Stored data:

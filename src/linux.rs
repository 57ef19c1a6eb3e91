use std::{
  ffi::OsString,
  io::{BufRead, BufReader, Read},
  process::{Child, ChildStdin, Command, Stdio},
};

use tracing::{debug, trace};

use crate::{Backend, Error, Request, Result};

const SYSTEMD_INHIBIT: &str = "systemd-inhibit";
const READY: &str = "ready";

// Runs under the inhibitor lock. It reports once the lock is held, then blocks on stdin until
// our end of the pipe closes, which happens on release or when this process dies for any reason.
const HOLDER_SCRIPT: &str = "echo ready && exec cat >/dev/null";

/// Holds a logind `block` inhibitor through `systemd-inhibit`.
///
/// `sleep` is always inhibited. `idle` is added unless display sleep is allowed, which keeps
/// desktop sessions from blanking the screen and from idle-suspending.
pub struct SystemdInhibit {
  program: OsString,
  held: Option<Held>,
}

struct Held {
  child: Child,
  stdin: Option<ChildStdin>,
}

impl Default for SystemdInhibit {
  fn default() -> Self {
    Self::with_program(SYSTEMD_INHIBIT)
  }
}

impl SystemdInhibit {
  fn with_program(program: impl Into<OsString>) -> Self {
    Self {
      program: program.into(),
      held: None,
    }
  }

  fn command(&self, request: &Request<'_>) -> Command {
    let what = if request.allow_display_sleep {
      "sleep"
    } else {
      "sleep:idle"
    };

    let mut command = Command::new(&self.program);
    command
      .arg(format!("--what={what}"))
      .arg(format!("--who={}", env!("CARGO_PKG_NAME")))
      .arg(format!("--why={}", request.reason))
      .arg("--mode=block")
      .args(["sh", "-c", HOLDER_SCRIPT])
      .stdin(Stdio::piped())
      .stdout(Stdio::piped())
      .stderr(Stdio::piped());
    command
  }
}

impl Backend for SystemdInhibit {
  fn name(&self) -> &'static str {
    SYSTEMD_INHIBIT
  }

  fn acquire(&mut self, request: &Request<'_>) -> Result<()> {
    if self.held.is_some() {
      return Ok(());
    }

    let program = self.program.to_string_lossy().into_owned();
    let mut child = self
      .command(request)
      .spawn()
      .map_err(|e| Error::Platform(format!("failed to start {program}: {e}")))?;
    trace!(pid = child.id(), "spawned {program}");

    let stdin = child.stdin.take();
    let mut line = String::new();
    if let Some(stdout) = child.stdout.take() {
      // EOF or a read error both mean the holder never ran, handled below
      let _ = BufReader::new(stdout).read_line(&mut line);
    }

    if line.trim_end() == READY {
      debug!(pid = child.id(), "inhibitor lock held");
      self.held = Some(Held { child, stdin });
      return Ok(());
    }

    // nothing may be left holding the lock when we report failure
    drop(stdin);
    let _ = child.kill();
    let mut stderr = String::new();
    if let Some(mut err) = child.stderr.take() {
      let _ = err.read_to_string(&mut stderr);
    }
    let status = child
      .wait()
      .map_err(|e| Error::Platform(format!("failed to wait for {program}: {e}")))?;

    let stderr = stderr.trim();
    Err(Error::Platform(if stderr.is_empty() {
      format!("{program} exited with {status}")
    } else {
      format!("{program} exited with {status}: {stderr}")
    }))
  }

  fn release(&mut self) -> Result<()> {
    let Some(mut held) = self.held.take() else {
      return Ok(());
    };

    // closing stdin ends the holder, and with it systemd-inhibit and the lock
    drop(held.stdin.take());
    let status = held
      .child
      .wait()
      .map_err(|e| Error::Platform(format!("failed to wait for {SYSTEMD_INHIBIT}: {e}")))?;
    debug!(%status, "inhibitor lock released");
    Ok(())
  }
}

impl Drop for SystemdInhibit {
  fn drop(&mut self) {
    let _ = self.release();
  }
}

#[cfg(test)]
mod tests {
  use super::*;

  fn request() -> Request<'static> {
    Request {
      reason: "testing",
      allow_display_sleep: false,
    }
  }

  #[test]
  fn builds_block_inhibitor_command() {
    let backend = SystemdInhibit::default();
    let command = backend.command(&request());
    let args: Vec<_> = command
      .get_args()
      .map(|a| a.to_string_lossy().into_owned())
      .collect();

    assert_eq!(command.get_program(), SYSTEMD_INHIBIT);
    assert_eq!(
      args,
      [
        "--what=sleep:idle",
        "--who=nosleep",
        "--why=testing",
        "--mode=block",
        "sh",
        "-c",
        HOLDER_SCRIPT,
      ]
    );
  }

  #[test]
  fn display_sleep_only_inhibits_sleep() {
    let backend = SystemdInhibit::default();
    let request = Request {
      allow_display_sleep: true,
      ..request()
    };
    let command = backend.command(&request);
    let first = command.get_args().next().map(|a| a.to_owned());
    assert_eq!(first, Some(OsString::from("--what=sleep")));
  }

  #[test]
  fn missing_program_is_a_platform_error() {
    let mut backend = SystemdInhibit::with_program("/nonexistent/systemd-inhibit");
    let err = backend.acquire(&request()).unwrap_err();
    assert!(matches!(err, Error::Platform(_)));
    assert!(backend.held.is_none());
  }

  #[test]
  fn refused_lock_is_a_platform_error() {
    // `false` ignores its arguments and exits without reporting ready
    let mut backend = SystemdInhibit::with_program("false");
    let err = backend.acquire(&request()).unwrap_err();
    assert!(matches!(err, Error::Platform(ref msg) if msg.contains("exited with")));
    assert!(backend.held.is_none());
    assert!(backend.release().is_ok());
  }

  #[test]
  #[ignore = "needs systemd-inhibit and a logind session"]
  fn holds_and_releases_a_real_lock() {
    let mut backend = SystemdInhibit::default();
    backend.acquire(&request()).unwrap();
    assert!(backend.held.is_some());
    backend.release().unwrap();
    assert!(backend.held.is_none());
  }
}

* [Work request]:
Reply by returning the full set of records above exactly.

* [Exercise solution]:
filename src/linux.rs
repository 57ef19c1a6eb3e91
use std::{
  ffi::OsString,
  io::{BufRead, BufReader, Read},
  process::{Child, ChildStdin, Command, Stdio},
};

use tracing::{debug, trace};

use crate::{Backend, Error, Request, Result};

const SYSTEMD_INHIBIT: &str = "systemd-inhibit";
const READY: &str = "ready";

// Runs under the inhibitor lock. It reports once the lock is held, then blocks on stdin until
// our end of the pipe closes, which happens on release or when this process dies for any reason.
const HOLDER_SCRIPT: &str = "echo ready && exec cat >/dev/null";

/// Holds a logind `block` inhibitor through `systemd-inhibit`.
///
/// `sleep` is always inhibited. `idle` is added unless display sleep is allowed, which keeps
/// desktop sessions from blanking the screen and from idle-suspending.
pub struct SystemdInhibit {
  program: OsString,
  held: Option<Held>,
}

struct Held {
  child: Child,
  stdin: Option<ChildStdin>,
}

impl Default for SystemdInhibit {
  fn default() -> Self {
    Self::with_program(SYSTEMD_INHIBIT)
  }
}

impl SystemdInhibit {
  fn with_program(program: impl Into<OsString>) -> Self {
    Self {
      program: program.into(),
      held: None,
    }
  }

  fn command(&self, request: &Request<'_>) -> Command {
    let what = if request.allow_display_sleep {
      "sleep"
    } else {
      "sleep:idle"
    };

    let mut command = Command::new(&self.program);
    command
      .arg(format!("--what={what}"))
      .arg(format!("--who={}", env!("CARGO_PKG_NAME")))
      .arg(format!("--why={}", request.reason))
      .arg("--mode=block")
      .args(["sh", "-c", HOLDER_SCRIPT])
      .stdin(Stdio::piped())
      .stdout(Stdio::piped())
      .stderr(Stdio::piped());
    command
  }
}

impl Backend for SystemdInhibit {
  fn name(&self) -> &'static str {
    SYSTEMD_INHIBIT
  }

  fn acquire(&mut self, request: &Request<'_>) -> Result<()> {
    if self.held.is_some() {
      return Ok(());
    }

    let program = self.program.to_string_lossy().into_owned();
    let mut child = self
      .command(request)
      .spawn()
      .map_err(|e| Error::Platform(format!("failed to start {program}: {e}")))?;
    trace!(pid = child.id(), "spawned {program}");

    let stdin = child.stdin.take();
    let mut line = String::new();
    if let Some(stdout) = child.stdout.take() {
      // EOF or a read error both mean the holder never ran, handled below
      let _ = BufReader::new(stdout).read_line(&mut line);
    }

    if line.trim_end() == READY {
      debug!(pid = child.id(), "inhibitor lock held");
      self.held = Some(Held { child, stdin });
      return Ok(());
    }

    // nothing may be left holding the lock when we report failure
    drop(stdin);
    let _ = child.kill();
    let mut stderr = String::new();
    if let Some(mut err) = child.stderr.take() {
      let _ = err.read_to_string(&mut stderr);
    }
    let status = child
      .wait()
      .map_err(|e| Error::Platform(format!("failed to wait for {program}: {e}")))?;

    let stderr = stderr.trim();
    Err(Error::Platform(if stderr.is_empty() {
      format!("{program} exited with {status}")
    } else {
      format!("{program} exited with {status}: {stderr}")
    }))
  }

  fn release(&mut self) -> Result<()> {
    let Some(mut held) = self.held.take() else {
      return Ok(());
    };

    // closing stdin ends the holder, and with it systemd-inhibit and the lock
    drop(held.stdin.take());
    let status = held
      .child
      .wait()
      .map_err(|e| Error::Platform(format!("failed to wait for {SYSTEMD_INHIBIT}: {e}")))?;
    debug!(%status, "inhibitor lock released");
    Ok(())
  }
}

impl Drop for SystemdInhibit {
  fn drop(&mut self) {
    let _ = self.release();
  }
}

#[cfg(test)]
mod tests {
  use super::*;

  fn request() -> Request<'static> {
    Request {
      reason: "testing",
      allow_display_sleep: false,
    }
  }

  #[test]
  fn builds_block_inhibitor_command() {
    let backend = SystemdInhibit::default();
    let command = backend.command(&request());
    let args: Vec<_> = command
      .get_args()
      .map(|a| a.to_string_lossy().into_owned())
      .collect();

    assert_eq!(command.get_program(), SYSTEMD_INHIBIT);
    assert_eq!(
      args,
      [
        "--what=sleep:idle",
        "--who=nosleep",
        "--why=testing",
        "--mode=block",
        "sh",
        "-c",
        HOLDER_SCRIPT,
      ]
    );
  }

  #[test]
  fn display_sleep_only_inhibits_sleep() {
    let backend = SystemdInhibit::default();
    let request = Request {
      allow_display_sleep: true,
      ..request()
    };
    let command = backend.command(&request);
    let first = command.get_args().next().map(|a| a.to_owned());
    assert_eq!(first, Some(OsString::from("--what=sleep")));
  }

  #[test]
  fn missing_program_is_a_platform_error() {
    let mut backend = SystemdInhibit::with_program("/nonexistent/systemd-inhibit");
    let err = backend.acquire(&request()).unwrap_err();
    assert!(matches!(err, Error::Platform(_)));
    assert!(backend.held.is_none());
  }

  #[test]
  fn refused_lock_is_a_platform_error() {
    // `false` ignores its arguments and exits without reporting ready
    let mut backend = SystemdInhibit::with_program("false");
    let err = backend.acquire(&request()).unwrap_err();
    assert!(matches!(err, Error::Platform(ref msg) if msg.contains("exited with")));
    assert!(backend.held.is_none());
    assert!(backend.release().is_ok());
  }

  #[test]
  #[ignore = "needs systemd-inhibit and a logind session"]
  fn holds_and_releases_a_real_lock() {
    let mut backend = SystemdInhibit::default();
    backend.acquire(&request()).unwrap();
    assert!(backend.held.is_some());
    backend.release().unwrap();
    assert!(backend.held.is_none());
  }
}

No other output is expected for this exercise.